Assignment>
Below are records; work out how many of their lines contain "FromRequestParts" and give only that number.

Given data>
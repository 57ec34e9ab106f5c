//! Extractors whose rejections render as `ApiError`.

use axum::{
    async_trait,
    extract::{FromRequest, FromRequestParts, Query, Request},
    http::request::Parts,
    Json,
};
use serde::de::DeserializeOwned;

use super::error::ApiError;

/// `Json<T>` with a structured 400 on malformed bodies
#[derive(Debug)]
pub struct ApiJson<T>(pub T);

#[async_trait]
impl<S, T> FromRequest<S> for ApiJson<T>
where
    T: DeserializeOwned,
    S: Send + Sync,
{
    type Rejection = ApiError;

    async fn from_request(req: Request, state: &S) -> Result<Self, Self::Rejection> {
        let Json(value) = Json::<T>::from_request(req, state).await?;
        Ok(ApiJson(value))
    }
}

/// `Query<T>` with a structured 400 on malformed query strings
#[derive(Debug)]
pub struct ApiQuery<T>(pub T);

#[async_trait]
impl<S, T> FromRequestParts<S> for ApiQuery<T>
where
    T: DeserializeOwned,
    S: Send + Sync,
{
    type Rejection = ApiError;

    async fn from_request_parts(parts: &mut Parts, state: &S) -> Result<Self, Self::Rejection> {
        let Query(value) = Query::<T>::from_request_parts(parts, state).await?;
        Ok(ApiQuery(value))
    }
}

Response to the task>
2